Operators Are Standing By! Meanwhile, enjoy these free samples of fictional and In-Universe examples!

  • In-universe example: Castle, "Sucker Punch". Johnny Vong gets rich off of "get rich quick" infomercials (thanks to a fake accent and a rags-to-riches story that never was), as well as using the books as a front for the heroin trade. This was a direct allusion to the real life "tale" of Tom Vu in the early 1990s.
  • 5 Second Films has their very own Jon Worley, hawking such amazing products as Chop Wow! (a device for disposing of dead hookers); Flip-a-baby (for if you hate babies); and in one case, Jon Worley himself and his...special cleaning powers:
  • Parodied by The Onion News Network, with a segment of the fake panel-discussion show "In the Know" quickly morphing into a pitch for the EZ-Go Juicer.
  • Parodied by [adult swim] when it first aired a David Cross's Paid Programming — which started as a parody infomercial for a product known as "Icelandic Ultra Blue", but quickly goes off the rails from there. Many viewers were confused by this, as infomercials typically show up in television guides as "Paid Programming", although the channel doesn't ever play infomercials. The Icelandic Ultra Blue infomercial was meant to be a pilot for a full series (it ends with a Sequel Hook), but this never came to fruition. However, Adult Swim has hidden other one-off short films under the guise of "Paid Programming", including Too Many Cooks, Unedited Footage of a Bear, and This House Has People in It.
  • And pilloried by the Ad Turds blog, where they are taken as evidence of Great Britain yet again adopting the very worst socio-cultural phenomena to come out of the USA.
  • Dog Police's ode to the TV infomercial (and all the fine things they sell), "1-800".
  • Steve Goodman's "Vegematic" is about a guy who fell asleep with the TV on and "dreamed I ordered every single one / of those late-night mail-order ads", proceeding into a List Song of all the junk that came through his door four to six weeks later.
  • In-Universe example: In 2004, WWE introduced Mike Bucci as "Simon Dean," an evil wrestling infomercial fitness guru, who was supposed to be Raw's newest "sponsor."
  • Oats Studios parodies this with the Cooking With Bill shorts, hawking grossly malfunctioning kitchen implements.
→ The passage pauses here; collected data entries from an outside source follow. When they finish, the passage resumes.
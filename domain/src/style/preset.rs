//! Style preset catalog
//!
//! A closed set of named templates. Each preset appends a fixed descriptive
//! suffix to the user's prompt; [`StylePreset::None`] appends nothing.

use crate::core::error::DomainError;
use serde::{Deserialize, Deserializer, Serialize, Serializer};

/// Available style presets (Value Object)
#[derive(Debug, Clone, Copy, PartialEq, Eq, Hash, Default)]
pub enum StylePreset {
    #[default]
    None,
    Anime,
    Realistic,
    DigitalArt,
    Watercolor,
    OilPainting,
    Cyberpunk,
    Fantasy,
}

/// Catalog order, as presented to the user.
const ALL: [StylePreset; 8] = [
    StylePreset::None,
    StylePreset::Anime,
    StylePreset::Realistic,
    StylePreset::DigitalArt,
    StylePreset::Watercolor,
    StylePreset::OilPainting,
    StylePreset::Cyberpunk,
    StylePreset::Fantasy,
];

impl StylePreset {
    /// All presets in catalog order
    pub fn all() -> &'static [StylePreset] {
        &ALL
    }

    /// Stable identifier used in config files and on the command line
    pub fn id(&self) -> &'static str {
        match self {
            StylePreset::None => "None",
            StylePreset::Anime => "Anime",
            StylePreset::Realistic => "Realistic",
            StylePreset::DigitalArt => "DigitalArt",
            StylePreset::Watercolor => "Watercolor",
            StylePreset::OilPainting => "OilPainting",
            StylePreset::Cyberpunk => "Cyberpunk",
            StylePreset::Fantasy => "Fantasy",
        }
    }

    /// Human-readable label
    pub fn label(&self) -> &'static str {
        match self {
            StylePreset::DigitalArt => "Digital Art",
            StylePreset::OilPainting => "Oil Painting",
            other => other.id(),
        }
    }

    /// Prompt suffix appended by this preset (empty for `None`)
    pub fn suffix(&self) -> &'static str {
        match self {
            StylePreset::None => "",
            StylePreset::Anime => {
                "anime style, vibrant colors, Studio Ghibli inspired, detailed illustration"
            }
            StylePreset::Realistic => {
                "photorealistic, highly detailed, 8K resolution, professional photography"
            }
            StylePreset::DigitalArt => {
                "digital painting, artstation trending, concept art, highly detailed"
            }
            StylePreset::Watercolor => {
                "watercolor painting, soft colors, artistic, delicate brushstrokes"
            }
            StylePreset::OilPainting => {
                "oil painting, classical art style, textured canvas, rich colors"
            }
            StylePreset::Cyberpunk => {
                "cyberpunk style, neon lights, futuristic, sci-fi, dark atmosphere"
            }
            StylePreset::Fantasy => {
                "fantasy art, magical, enchanted, epic scene, mystical atmosphere"
            }
        }
    }

    /// Whether this preset changes the prompt at all
    pub fn is_none(&self) -> bool {
        matches!(self, StylePreset::None)
    }

    /// Resolve a style identifier to its prompt suffix.
    pub fn lookup(style_id: &str) -> Result<&'static str, DomainError> {
        style_id.parse::<StylePreset>().map(|style| style.suffix())
    }
}

impl std::fmt::Display for StylePreset {
    fn fmt(&self, f: &mut std::fmt::Formatter<'_>) -> std::fmt::Result {
        write!(f, "{}", self.label())
    }
}

impl std::str::FromStr for StylePreset {
    type Err = DomainError;

    /// Accepts the identifier or the label, ignoring ASCII case.
    fn from_str(s: &str) -> Result<Self, Self::Err> {
        let needle = s.trim();
        ALL.iter()
            .copied()
            .find(|style| {
                style.id().eq_ignore_ascii_case(needle) || style.label().eq_ignore_ascii_case(needle)
            })
            .ok_or_else(|| DomainError::UnknownStyle(s.to_string()))
    }
}

impl Serialize for StylePreset {
    fn serialize<S>(&self, serializer: S) -> Result<S::Ok, S::Error>
    where
        S: Serializer,
    {
        serializer.serialize_str(self.id())
    }
}

impl<'de> Deserialize<'de> for StylePreset {
    fn deserialize<D>(deserializer: D) -> Result<Self, D::Error>
    where
        D: Deserializer<'de>,
    {
        let s = String::deserialize(deserializer)?;
        s.parse().map_err(serde::de::Error::custom)
    }
}

#[cfg(test)]
mod tests {
    use super::*;

    #[test]
    fn test_catalog_has_eight_presets() {
        assert_eq!(StylePreset::all().len(), 8);
        assert_eq!(StylePreset::all()[0], StylePreset::None);
    }

    #[test]
    fn test_lookup_none_is_empty() {
        assert_eq!(StylePreset::lookup("None").unwrap(), "");
    }

    #[test]
    fn test_lookup_known_suffix() {
        assert_eq!(
            StylePreset::lookup("Cyberpunk").unwrap(),
            "cyberpunk style, neon lights, futuristic, sci-fi, dark atmosphere"
        );
    }

    #[test]
    fn test_lookup_unknown_style() {
        assert_eq!(
            StylePreset::lookup("Steampunk"),
            Err(DomainError::UnknownStyle("Steampunk".to_string()))
        );
        assert!(StylePreset::lookup("").is_err());
    }

    #[test]
    fn test_parse_by_label_and_case() {
        assert_eq!("Digital Art".parse::<StylePreset>().unwrap(), StylePreset::DigitalArt);
        assert_eq!("digitalart".parse::<StylePreset>().unwrap(), StylePreset::DigitalArt);
        assert_eq!("oil painting".parse::<StylePreset>().unwrap(), StylePreset::OilPainting);
        assert_eq!("ANIME".parse::<StylePreset>().unwrap(), StylePreset::Anime);
    }

    #[test]
    fn test_every_preset_round_trips_through_id() {
        for style in StylePreset::all() {
            assert_eq!(style.id().parse::<StylePreset>().unwrap(), *style);
            assert_eq!(style.label().parse::<StylePreset>().unwrap(), *style);
        }
    }

    #[test]
    fn test_only_none_has_empty_suffix() {
        for style in StylePreset::all() {
            assert_eq!(style.suffix().is_empty(), style.is_none());
        }
    }

    #[test]
    fn test_deserialize_rejects_unknown() {
        let style: StylePreset = serde_json::from_str("\"Watercolor\"").unwrap();
        assert_eq!(style, StylePreset::Watercolor);
        assert!(serde_json::from_str::<StylePreset>("\"Steampunk\"").is_err());
    }
}
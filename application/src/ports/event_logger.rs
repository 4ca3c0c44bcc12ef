//! Port for the machine-readable generation record.
//!
//! `tracing` carries diagnostics for humans; [`GenerationEventLogger`]
//! receives one typed [`GenerationEvent`] per step of a generation so an
//! adapter can keep an audit trail (the JSONL file in infrastructure).

use imagine_domain::{GenerationResult, ImageFormat, ModelId, StylePreset};
use serde::Serialize;

/// One step of a generation, serialized with a `type` tag.
#[derive(Debug, Clone, PartialEq, Serialize)]
#[serde(tag = "type", rename_all = "snake_case")]
pub enum GenerationEvent {
    /// Input validated, about to call the model
    Request {
        model: ModelId,
        style: StylePreset,
        prompt: String,
        composed_prompt: String,
    },
    /// The model was cold; another attempt follows after `delay_ms`
    Retry {
        attempt: u32,
        delay_ms: u64,
        reason: String,
    },
    Success {
        model: ModelId,
        style: StylePreset,
        prompt: String,
        format: ImageFormat,
        width: u32,
        height: u32,
        bytes: usize,
    },
    Failure {
        style: StylePreset,
        prompt: String,
        category: &'static str,
        error: String,
    },
}

impl GenerationEvent {
    pub fn success(result: &GenerationResult) -> Self {
        GenerationEvent::Success {
            model: result.model.clone(),
            style: result.style,
            prompt: result.prompt.clone(),
            format: result.image.format(),
            width: result.image.width(),
            height: result.image.height(),
            bytes: result.image.byte_len(),
        }
    }
}

/// Sink for [`GenerationEvent`]s.
///
/// `log` is synchronous and infallible: a sink that cannot record an event
/// drops it and never disturbs the generation.
pub trait GenerationEventLogger: Send + Sync {
    fn log(&self, event: &GenerationEvent);
}

/// Discards every event.
pub struct NoEventLogger;

impl GenerationEventLogger for NoEventLogger {
    fn log(&self, _event: &GenerationEvent) {}
}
  • Prior to Raven's Home, Chelsea made it big with her "Schmop" infomercials. Unfortunately, her now ex-husband stole all her cash and subsequently ended up in jail for tax fraud. This is why Chelsea and her son end up moving in with her recently divorced childhood friend Raven and her twins.
  • Parodied in the Mystery Science Theater 3000 episode "Project Moon Base", where Joel and Bots present an infomercial for "SPACOM", a mystery substance that can be used for just about everything, from industrial solvent to snack food. The infomercial borrows claims and catchphrases from a number of popular '80s infomercials.
  • Friends: Joey occasionally appeared in these during low points in his career including one for the "Milk Master 2000" as "Kevin" who couldn't open milk cartons without spilling. The rest of the gang have occasionally admitted to buying items they've seen on informericals. Rachel ended up buying the "Milk Master" (to Joey's delight) while Monica has purchased a mop and a home body waxing kit, which Phoebe also considered getting. Chandler and Kathy later bond over the fact that he bought the "Wonder Broom" that she'd seen on TV.
  • One The Garfield Show episode features a channel centered around these, the aptly-named All Buying Stuff Channel. The host easily suckers those watching into buying things that are useless, either through Exact Words (e.g. Odie gets an "exquisite diamond-studded flea collar" that's literally meant for a flea) or outright lies, and throw out anyone who comes to their studio looking for a refund. Garfield manages to get them shut down through an Engineered Public Confession.